Report all lines of the data below that hold the word "impl".

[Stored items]
• • • •

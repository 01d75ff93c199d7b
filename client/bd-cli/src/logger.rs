use crate::{CliError, CliResult};

use bd_config::LogLevel;

use std::path::PathBuf;
use std::time::SystemTime;

use fern::Dispatch;
use fern::colors::{Color, ColoredLevelConfig};
use log::debug;

/// Initialize logger with fern
///
/// Log lines go to stderr (or the file) so stdout carries only the JSON
/// output of the command.
///
/// # Arguments
/// * `log_level` - Log level filter
/// * `log_file` - Optional path to log file. None = stderr, Some = file output
/// * `colored` - Enable colored output (ignored when logging to file)
#[track_caller]
pub fn initialize(log_level: LogLevel, log_file: Option<PathBuf>, colored: bool) -> CliResult<()> {
    let level_filter = log_level.0;

    let base_dispatch = Dispatch::new().level(level_filter);

    let dispatch = if let Some(ref log_path) = log_file {
        let file = std::fs::OpenOptions::new()
            .create(true)
            .append(true)
            .open(log_path)
            .map_err(|e| {
                CliError::logger(format!(
                    "Failed to open log file {}: {}",
                    log_path.display(),
                    e
                ))
            })?;

        Dispatch::new()
            .format(|out, message, record| {
                out.finish(format_args!(
                    "[{date} - {level}] {message} [{file}:{line}]",
                    date = humantime::format_rfc3339(SystemTime::now()),
                    level = record.level(),
                    message = message,
                    file = record.file().unwrap_or("unknown"),
                    line = record.line().unwrap_or(0),
                ))
            })
            .chain(file)
    } else if colored {
        let colors = ColoredLevelConfig::new()
            .trace(Color::Magenta)
            .debug(Color::Blue)
            .info(Color::Green)
            .warn(Color::Yellow)
            .error(Color::Red);

        Dispatch::new()
            .format(move |out, message, record| {
                out.finish(format_args!(
                    "[{date} - {level}] {message} [{file}:{line}]",
                    date = humantime::format_rfc3339(SystemTime::now()),
                    level = colors.color(record.level()),
                    message = message,
                    file = record.file().unwrap_or("unknown"),
                    line = record.line().unwrap_or(0),
                ))
            })
            .chain(std::io::stderr())
    } else {
        Dispatch::new()
            .format(|out, message, record| {
                out.finish(format_args!(
                    "[{date} - {level}] {message}",
                    date = humantime::format_rfc3339(SystemTime::now()),
                    level = record.level(),
                    message = message,
                ))
            })
            .chain(std::io::stderr())
    };

    base_dispatch
        .chain(dispatch)
        .apply()
        .map_err(|e| CliError::logger(e.to_string()))?;

    match log_file {
        Some(path) => debug!(
            "Logger initialized: level={:?}, file={}",
            level_filter,
            path.display()
        ),
        None => debug!("Logger initialized: level={:?}, stderr", level_filter),
    }

    Ok(())
}
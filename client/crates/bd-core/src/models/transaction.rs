use crate::TransactionType;

use serde::{Deserialize, Serialize};

/// Entry in the recent-transactions list. Read-only once fetched.
#[derive(Debug, Clone, PartialEq, Serialize, Deserialize)]
#[serde(rename_all = "camelCase")]
pub struct Transaction {
    #[serde(default)]
    pub id: String,
    pub title: String,
    pub date: String,
    pub amount: f64,
    pub icon: String,
    #[serde(default, skip_serializing_if = "Option::is_none")]
    pub background: Option<String>,
    #[serde(default, skip_serializing_if = "Option::is_none")]
    pub icon_color: Option<String>,
    #[serde(default, skip_serializing_if = "Option::is_none")]
    pub note_key: Option<String>,
    #[serde(rename = "type")]
    pub transaction_type: TransactionType,
}

impl Transaction {
    /// Amount as it affects the balance: refunds credit, charges debit.
    pub fn signed_amount(&self) -> f64 {
        match self.transaction_type {
            TransactionType::Refund => self.amount.abs(),
            TransactionType::Charged => -self.amount.abs(),
        }
    }
}
pub mod create_user;
pub mod user_update;
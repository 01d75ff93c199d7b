
use bd_core::{Session, User};

pub(crate) fn sample_session() -> Session {
    Session::new(
        "t1".to_string(),
        Some("r1".to_string()),
        Some(User::new("1", "a@b.com", "Ann")),
    )
}
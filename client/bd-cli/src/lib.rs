//! bankdash CLI library
//!
//! Wires configuration, storage, the session store and the cards page store
//! together so the binary and the integration tests drive the same code.

mod app;
mod card_commands;
mod cli;
mod commands;
mod error;
pub mod logger;
mod session_commands;

#[cfg(test)]
mod tests;

pub use app::App;
pub use card_commands::CardCommands;
pub use cli::Cli;
pub use commands::Commands;
pub use error::{CliError, CliResult};
pub use session_commands::SessionCommands;
use crate::{DurableStorage, StorageResult};

use std::collections::HashMap;

use async_trait::async_trait;
use tokio::sync::RwLock;

/// Process-local storage. Used for tests and `storage.backend = "memory"`.
#[derive(Debug, Default)]
pub struct MemoryStorage {
    entries: RwLock<HashMap<String, String>>,
}

impl MemoryStorage {
    pub fn new() -> Self {
        Self::default()
    }

    pub async fn len(&self) -> usize {
        self.entries.read().await.len()
    }

    pub async fn is_empty(&self) -> bool {
        self.entries.read().await.is_empty()
    }
}

#[async_trait]
impl DurableStorage for MemoryStorage {
    async fn get(&self, key: &str) -> StorageResult<Option<String>> {
        Ok(self.entries.read().await.get(key).cloned())
    }

    async fn set(&self, key: &str, value: &str) -> StorageResult<()> {
        self.entries
            .write()
            .await
            .insert(key.to_string(), value.to_string());
        Ok(())
    }

    async fn remove(&self, key: &str) -> StorageResult<()> {
        self.entries.write().await.remove(key);
        Ok(())
    }
}
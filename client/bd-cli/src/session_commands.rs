use clap::Subcommand;

#[derive(Debug, Subcommand)]
pub enum SessionCommands {
    /// Sign in with email and password
    Login {
        #[arg(long)]
        email: String,

        #[arg(long)]
        password: String,
    },

    /// Create an account and sign in
    Register {
        #[arg(long)]
        name: String,

        #[arg(long)]
        email: String,

        #[arg(long)]
        password: String,

        /// Must match --password
        #[arg(long)]
        password_confirmation: String,
    },

    /// Sign out and clear the stored session
    Logout,

    /// Show the stored session without contacting the server
    Status,

    /// Exchange the refresh token for a new access token
    Refresh,

    /// Validate the stored session and print the signed-in user
    Whoami,

    /// Change profile fields of the signed-in user
    UpdateProfile {
        #[arg(long)]
        name: Option<String>,

        #[arg(long)]
        email: Option<String>,

        #[arg(long)]
        avatar: Option<String>,
    },
}
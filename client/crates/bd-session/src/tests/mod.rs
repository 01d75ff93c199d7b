
use crate::SessionStore;

use bd_config::UnauthorizedPolicy;
use bd_storage::{MemoryStorage, SessionRepository};

use std::sync::Arc;

pub(crate) use fake_auth_api::{FakeAuthApi, Reply};

pub(crate) struct Harness {
    pub api: Arc<FakeAuthApi>,
    pub storage: Arc<MemoryStorage>,
    pub repository: SessionRepository,
    pub store: SessionStore,
}

pub(crate) fn harness() -> Harness {
    harness_with_policy(UnauthorizedPolicy::ForceLogout)
}

pub(crate) fn harness_with_policy(policy: UnauthorizedPolicy) -> Harness {
    let api = Arc::new(FakeAuthApi::default());
    let storage = Arc::new(MemoryStorage::new());
    let repository = SessionRepository::new(storage.clone());
    let store = SessionStore::new(api.clone(), repository.clone(), policy);
    Harness {
        api,
        storage,
        repository,
        store,
    }
}
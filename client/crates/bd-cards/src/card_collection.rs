use crate::{CardEntry, CardsError, CardsResult};

use bd_core::{CardDetail, CardId};

use std::collections::HashMap;

/// Ordered cards with an id → position index.
///
/// The sequence never has gaps and every id in the index points at the
/// entry carrying that id. Removal shifts later entries down by one and
/// re-indexes them.
#[derive(Debug, Clone, Default)]
pub struct CardCollection {
    entries: Vec<CardEntry>,
    positions: HashMap<CardId, usize>,
}

impl CardCollection {
    pub fn new() -> Self {
        Self::default()
    }

    pub fn from_cards(cards: impl IntoIterator<Item = CardDetail>) -> Self {
        let mut collection = Self::new();
        collection.replace(cards);
        collection
    }

    pub fn len(&self) -> usize {
        self.entries.len()
    }

    pub fn is_empty(&self) -> bool {
        self.entries.is_empty()
    }

    pub fn entries(&self) -> &[CardEntry] {
        &self.entries
    }

    pub fn iter(&self) -> impl Iterator<Item = &CardEntry> {
        self.entries.iter()
    }

    pub fn get(&self, id: CardId) -> Option<&CardDetail> {
        self.positions.get(&id).map(|&position| &self.entries[position].card)
    }

    pub fn position_of(&self, id: CardId) -> Option<usize> {
        self.positions.get(&id).copied()
    }

    pub fn card_at(&self, position: usize) -> Option<CardId> {
        self.entries.get(position).map(|entry| entry.id)
    }

    pub fn push(&mut self, card: CardDetail) -> CardId {
        let entry = CardEntry::new(card);
        let id = entry.id;
        self.positions.insert(id, self.entries.len());
        self.entries.push(entry);
        id
    }

    pub fn update(&mut self, id: CardId, card: CardDetail) -> CardsResult<()> {
        let position = self.require(id)?;
        self.entries[position].card = card;
        Ok(())
    }

    pub fn remove(&mut self, id: CardId) -> CardsResult<CardDetail> {
        let position = self.require(id)?;
        self.positions.remove(&id);
        let removed = self.entries.remove(position);

        for (offset, entry) in self.entries[position..].iter().enumerate() {
            self.positions.insert(entry.id, position + offset);
        }

        Ok(removed.card)
    }

    /// Flips the frozen flag and returns the new value.
    pub fn toggle_freeze(&mut self, id: CardId) -> CardsResult<bool> {
        let position = self.require(id)?;
        let card = &mut self.entries[position].card;
        card.is_frozen = !card.is_frozen;
        Ok(card.is_frozen)
    }

    /// Drops every card and assigns fresh ids to the replacements.
    pub fn replace(&mut self, cards: impl IntoIterator<Item = CardDetail>) {
        self.clear();
        for card in cards {
            self.push(card);
        }
    }

    pub fn clear(&mut self) {
        self.entries.clear();
        self.positions.clear();
    }

    #[track_caller]
    fn require(&self, id: CardId) -> CardsResult<usize> {
        self.position_of(id)
            .ok_or_else(|| CardsError::card_not_found(id))
    }

    #[cfg(test)]
    pub(crate) fn is_consistent(&self) -> bool {
        self.positions.len() == self.entries.len()
            && self
                .entries
                .iter()
                .enumerate()
                .all(|(position, entry)| self.positions.get(&entry.id) == Some(&position))
    }
}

• • • •

Response area:
impl Transaction {
impl MemoryStorage {
impl DurableStorage for MemoryStorage {
impl CardCollection {
    pub fn from_cards(cards: impl IntoIterator<Item = CardDetail>) -> Self {
    pub fn iter(&self) -> impl Iterator<Item = &CardEntry> {
    pub fn replace(&mut self, cards: impl IntoIterator<Item = CardDetail>) {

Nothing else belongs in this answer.